Launching the report in Marrakech, Morocco, during the fourth session of the Conference of the States Parties to the United Nations Convention on Corruption, Mr. Fedotov said that the Conference served as an apt reminder that corruption could play a major role in facilitating the entry of illicit funds into legitimate global financial flows, adding that investments of “dirty money” could distort the economy and hamper investment and economic growth. The aim of the study is to shed light on the total amounts probably laundered across the globe and to advance research on the topic. “But as with all such reports, we will continue to refine the figures to provide the truest possible estimates,” said Mr. Fedotov.

The UNODC report estimates that the total amount of criminal proceeds generated in 2009, excluding those derived from tax evasion, may have been approximately $2.1 trillion, or 3.6 per cent of GDP in that year (2.3 to 5.5 per cent).

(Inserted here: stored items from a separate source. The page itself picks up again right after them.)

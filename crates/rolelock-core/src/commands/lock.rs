//! Lock command implementation.
//!
//! Loads the declaration layers, resolves every entity against the configured
//! registries and writes the lock document.

use std::path::PathBuf;
use std::time::Duration;

use anyhow::Context;
use tracing::info;

use crate::context::ProjectContext;
use crate::lockfile::LockDocument;
use crate::resolve::{CancelToken, ResolveContext};

/// Options for the lock command
#[derive(Debug, Clone, Default)]
pub struct LockOptions {
    /// Resolve and return the document without writing it
    pub dry_run: bool,
    /// Abort the whole run after this long
    pub timeout: Option<Duration>,
}

impl LockOptions {
    pub fn with_dry_run(mut self, dry_run: bool) -> Self {
        self.dry_run = dry_run;
        self
    }

    pub fn with_timeout(mut self, timeout: Duration) -> Self {
        self.timeout = Some(timeout);
        self
    }
}

/// Result of a lock run
#[derive(Debug, Clone)]
pub struct LockReport {
    /// The generated document
    pub document: LockDocument,
    /// Where the document lives (or would be written)
    pub lock_path: PathBuf,
    /// Whether the document was written
    pub written: bool,
    /// Interpreter, compatibility and degraded-resolution warnings
    pub warnings: Vec<String>,
}

/// Lock command orchestrator
#[derive(Debug)]
pub struct LockCommand {
    ctx: ProjectContext,
}

impl LockCommand {
    pub fn new(ctx: ProjectContext) -> Self {
        Self { ctx }
    }

    /// Resolve all declarations and persist the lock document.
    ///
    /// Nothing is written if any step fails or `cancel` fires.
    pub async fn execute(
        &self,
        options: &LockOptions,
        cancel: CancelToken,
    ) -> anyhow::Result<LockReport> {
        let project = self.ctx.load_project()?;
        let plan = project.plan()?;
        let registry = self.ctx.registry_config(&project.manifest)?;
        let resolver = self.ctx.resolver(&registry)?;

        let mut resolve_ctx = ResolveContext::new(cancel, self.ctx.retry_policy(&registry));
        if let Some(timeout) = options.timeout {
            resolve_ctx = resolve_ctx.with_timeout(timeout);
        }

        info!(
            python = %plan.interpreter.pinned,
            collections = plan.collections.len(),
            roles = plan.roles.len(),
            "Resolving declarations"
        );
        let resolution = resolver.resolve(&plan, &resolve_ctx).await?;

        let mut warnings = plan.warnings.clone();
        warnings.extend(resolution.warnings.iter().cloned());
        let document = LockDocument::generate(&plan, resolution);

        let store = project.lockfile_store();
        if !options.dry_run {
            store
                .save(&document)
                .with_context(|| format!("Failed to write lock file: {}", store.path().display()))?;
            info!("Wrote {}", store.path().display());
        }

        Ok(LockReport {
            document,
            lock_path: store.path().to_path_buf(),
            written: !options.dry_run,
            warnings,
        })
    }
}
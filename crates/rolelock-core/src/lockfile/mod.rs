//! Lock document generation, hashing and persistence.

pub mod freshness;
pub mod hash;
pub mod store;
pub mod types;

pub use freshness::check_freshness;
pub use hash::{HashRecord, content_hash};
pub use store::LockfileStore;
pub use types::{
    LOCK_FORMAT_VERSION, LockDocument, LockedCollection, LockedRole, LockedTool, plan_hash,
};
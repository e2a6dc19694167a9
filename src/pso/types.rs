//! Particle capability contract and PSO progress events.

use rand::Rng;

/// A swarm member's search state: a position and a velocity of matching
/// dimension.
///
/// The engine owns personal-best bookkeeping; an implementation only
/// exposes its kinematics. `assign` is typed over `Self`, so cross-type
/// assignment is ruled out at compile time, and deep copies come from the
/// `Clone` supertrait.
///
/// # Examples
///
/// ```
/// use rand::Rng;
/// use stochastic_search::pso::Particle;
///
/// #[derive(Clone)]
/// struct Point {
///     position: Vec<f64>,
///     velocity: Vec<f64>,
/// }
///
/// impl Particle for Point {
///     fn velocity(&self) -> &[f64] {
///         &self.velocity
///     }
///
///     fn set_velocity(&mut self, velocity: Vec<f64>) {
///         self.velocity = velocity;
///     }
///
///     fn update_position(&mut self) {
///         for (p, v) in self.position.iter_mut().zip(&self.velocity) {
///             *p += *v;
///         }
///     }
///
///     fn assign(&mut self, other: &Self) {
///         self.position.clone_from(&other.position);
///         self.velocity.clone_from(&other.velocity);
///     }
///
///     fn component<R: Rng>(&self, guide: &Self, weight: f64, rng: &mut R) -> Vec<f64> {
///         self.position
///             .iter()
///             .zip(&guide.position)
///             .map(|(x, g)| weight * rng.random_range(0.0..1.0) * (g - x))
///             .collect()
///     }
/// }
/// ```
pub trait Particle: Clone + Send + Sync {
    /// The current velocity, one entry per dimension.
    fn velocity(&self) -> &[f64];

    /// Replaces the velocity. `velocity` has the particle's dimension.
    fn set_velocity(&mut self, velocity: Vec<f64>);

    /// Advances the position by the current velocity.
    fn update_position(&mut self);

    /// Overwrites this particle's state with `other`'s.
    fn assign(&mut self, other: &Self);

    /// The weighted stochastic pull of this particle toward `guide`:
    /// `weight * r_i * (guide_i - self_i)` per dimension, with an
    /// independent uniform draw `r_i` in `[0, 1)` for each.
    fn component<R: Rng>(&self, guide: &Self, weight: f64, rng: &mut R) -> Vec<f64>;
}

/// One immutable snapshot of swarm progress, posted to the listener.
#[derive(Debug, Clone, PartialEq)]
#[cfg_attr(feature = "serde", derive(serde::Serialize, serde::Deserialize))]
pub struct SwarmState {
    pub iteration: u32,
    pub global_best_fitness: f64,
    pub last_global_best_fitness: f64,
    pub message: String,
}
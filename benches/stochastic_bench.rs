//! Criterion benchmarks for the SA and PSO engines.
//!
//! Uses the sphere function to measure pure engine overhead independent of
//! any domain.

use std::time::Duration;

use criterion::{black_box, criterion_group, criterion_main, BenchmarkId, Criterion};
use rand::Rng;
use stochastic_search::annealing::{AnnealingContext, AnnealingFunction, SimulatedAnnealing};
use stochastic_search::problem::ProblemType;
use stochastic_search::pso::{Particle, ParticleSwarm, PsoContext};

// ===========================================================================
// Sphere function: minimize sum(x_i^2)
// ===========================================================================

#[derive(Clone)]
struct SphereCandidate {
    x: Vec<f64>,
}

impl SphereCandidate {
    fn new(dim: usize) -> Self {
        let mut rng = rand::rng();
        Self {
            x: (0..dim).map(|_| rng.random_range(-10.0..10.0)).collect(),
        }
    }
}

impl AnnealingFunction for SphereCandidate {
    fn compute(&self) -> f64 {
        self.x.iter().map(|v| v * v).sum()
    }

    fn reconfigure<R: Rng>(&mut self, rng: &mut R) {
        let idx = rng.random_range(0..self.x.len());
        self.x[idx] = (self.x[idx] + rng.random_range(-1.0..1.0)).clamp(-10.0, 10.0);
    }

    fn assign(&mut self, other: &Self) {
        self.x.clone_from(&other.x);
    }

    fn is_valid(&self) -> bool {
        self.x.iter().all(|v| (-10.0..=10.0).contains(v))
    }
}

#[derive(Clone)]
struct SphereParticle {
    position: Vec<f64>,
    velocity: Vec<f64>,
}

impl SphereParticle {
    fn new(dim: usize) -> Self {
        let mut rng = rand::rng();
        Self {
            position: (0..dim).map(|_| rng.random_range(-5.0..5.0)).collect(),
            velocity: (0..dim).map(|_| rng.random_range(-0.05..0.05)).collect(),
        }
    }
}

impl Particle for SphereParticle {
    fn velocity(&self) -> &[f64] {
        &self.velocity
    }

    fn set_velocity(&mut self, velocity: Vec<f64>) {
        self.velocity = velocity;
    }

    fn update_position(&mut self) {
        for (p, v) in self.position.iter_mut().zip(&self.velocity) {
            *p += *v;
        }
    }

    fn assign(&mut self, other: &Self) {
        self.position.clone_from(&other.position);
        self.velocity.clone_from(&other.velocity);
    }

    fn component<R: Rng>(&self, guide: &Self, weight: f64, rng: &mut R) -> Vec<f64> {
        self.position
            .iter()
            .zip(&guide.position)
            .map(|(x, g)| weight * rng.random_range(0.0..1.0) * (g - x))
            .collect()
    }
}

fn sphere_fitness(particle: &SphereParticle) -> f64 {
    particle.position.iter().map(|x| x * x).sum()
}

fn bench_simulated_annealing(c: &mut Criterion) {
    let mut group = c.benchmark_group("sa_sphere");
    for dim in [2usize, 10] {
        group.bench_with_input(BenchmarkId::from_parameter(dim), &dim, |b, &dim| {
            let ctx = AnnealingContext::new(
                100.0,
                0.1,
                0.05,
                500,
                Duration::from_secs(10),
                ProblemType::Minimize,
            )
            .unwrap()
            .seeded(42);

            b.iter(|| {
                let best = SimulatedAnnealing::optimize(&ctx, &SphereCandidate::new(dim));
                black_box(best.compute())
            });
        });
    }
    group.finish();
}

fn bench_particle_swarm(c: &mut Criterion) {
    let mut group = c.benchmark_group("pso_sphere");
    for particles in [16usize, 64] {
        group.bench_with_input(
            BenchmarkId::from_parameter(particles),
            &particles,
            |b, &particles| {
                b.iter(|| {
                    let ctx = PsoContext::new(100, 0.729, 1.49445, 1.49445).unwrap();
                    let swarm = (0..particles).map(|_| SphereParticle::new(4)).collect();
                    let mut pso = ParticleSwarm::new(ctx, sphere_fitness, swarm).unwrap();
                    pso.optimize();
                    black_box(pso.global_best_fitness())
                });
            },
        );
    }
    group.finish();
}

criterion_group!(benches, bench_simulated_annealing, bench_particle_swarm);
criterion_main!(benches);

Of that total, the proceeds of transnational organized crime – such as drug trafficking, counterfeiting, human trafficking and small arms smuggling – may have amounted to 1.5 per cent of global GDP, and 70 per cent of those proceeds are likely to have been laundered through the financial system.

The illicit drug trade – accounting for half of all proceeds of transnational organized crime and a fifth of all crime proceeds – is the most profitable sector. The study paid particular attention to the market for cocaine, probably the most lucrative illicit drug trafficked across borders. Traffickers’ gross profits from the cocaine trade stood at around $84 billion in 2009. While Andean coca bush farmers earned about $1 billion, the bulk of the income generated from cocaine was concentrated in North America ($35 billion), followed by West and Central Europe ($26 billion). Approximately two-thirds of that total may have been laundered in 2009. The findings suggest that most profits from the cocaine trade are laundered in North America and in Europe, whereas illicit income from other subregions is probably laundered in the Caribbean.

Once illegal money has entered the global and financial markets, it becomes much harder to trace its origins, and the laundering of ill-gotten gains may perpetuate a cycle of crime and drug trafficking. “UNODC’s challenge is to work within the United Nations system and with Member States to help to build the capacity to track and prevent money-laundering, strengthen the rule of law and prevent these funds from creating further suffering,” said Mr. Fedotov.